While not part of today’s Informational Bulletin, combining maternal depression screenings and treatment with home visitation programs is a winning combination. That’s why we wanted to highlight the Federal Home Visiting Program guidance we released in March in partnership with the Health Resources and Services Administration (HRSA).

This guidance includes examples of how states can design a home visitation program for pregnant women and families with young children, and walks through the typical components of such programs, such as developmental and social screenings for both moms and their babies, case management and referrals to needed treatments, and the provision of activities including family support and counseling services and parent/caregiver skills training. These home visitation programs keep moms and their babies at the heart of delivering effective, efficient and quality care.

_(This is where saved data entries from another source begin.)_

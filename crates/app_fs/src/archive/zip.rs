//! ZIP backend

use super::{dos_datetime, ArchiveBackend, EntryHandle, RawEntry};
use crate::encoding::EntryNameDecoder;
use crate::{FsError, Result};
use std::fs::File;
use std::io::{BufReader, Write};
use std::path::Path;
use std::sync::Arc;
use zip::ZipArchive;

pub(crate) struct ZipBackend {
    archive: ZipArchive<BufReader<File>>,
    decoder: Arc<dyn EntryNameDecoder>,
}

impl ZipBackend {
    pub fn open(path: &Path, decoder: Arc<dyn EntryNameDecoder>) -> Result<Self> {
        let file = File::open(path)?;
        let archive = ZipArchive::new(BufReader::new(file))
            .map_err(|e| FsError::CorruptArchive(e.to_string()))?;
        Ok(Self { archive, decoder })
    }
}

impl ArchiveBackend for ZipBackend {
    fn entries(&mut self) -> Result<Vec<RawEntry>> {
        let mut entries = Vec::with_capacity(self.archive.len());

        for i in 0..self.archive.len() {
            let file = self
                .archive
                .by_index_raw(i)
                .map_err(|e| FsError::CorruptArchive(e.to_string()))?;

            let name = self.decoder.decode(file.name_raw(), file.name());
            let modified = file.last_modified().and_then(|dt| {
                dos_datetime(dt.year(), dt.month(), dt.day(), dt.hour(), dt.minute(), dt.second())
            });

            entries.push(RawEntry {
                name,
                is_dir: file.is_dir(),
                size: file.size(),
                modified,
                handle: EntryHandle::Index(i),
            });
        }

        Ok(entries)
    }

    fn extract(&mut self, handle: &EntryHandle, sink: &mut dyn Write) -> Result<u64> {
        let index = match handle {
            EntryHandle::Index(i) => *i,
            EntryHandle::Name(name) => self
                .archive
                .index_for_name(name)
                .ok_or_else(|| FsError::NotFound(name.clone()))?,
        };

        let mut file = self
            .archive
            .by_index(index)
            .map_err(|e| FsError::Archive(e.to_string()))?;

        Ok(std::io::copy(&mut file, sink)?)
    }
}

In addition, our work with HRSA closely aligns with another way Medicaid supports the health of moms and their babies: Medicaid’s Maternal and Infant Health Initiative. This initiative focuses on increasing the rate and content of postpartum visits, as well as increasing the rate of intended pregnancies through the use of effective contraception. Last month, we released an Informational Bulletin describing how states can knock down barriers for women, including new moms, in accessing effective contraception, which has been shown to help reduce the risk of low-weight and/or premature birth while helping a woman’s physical and emotional well-being.

Together, these guidance documents provide information that we hope will be helpful to states, providers, advocates and beneficiaries in understanding the resources that are available to give families the best start possible.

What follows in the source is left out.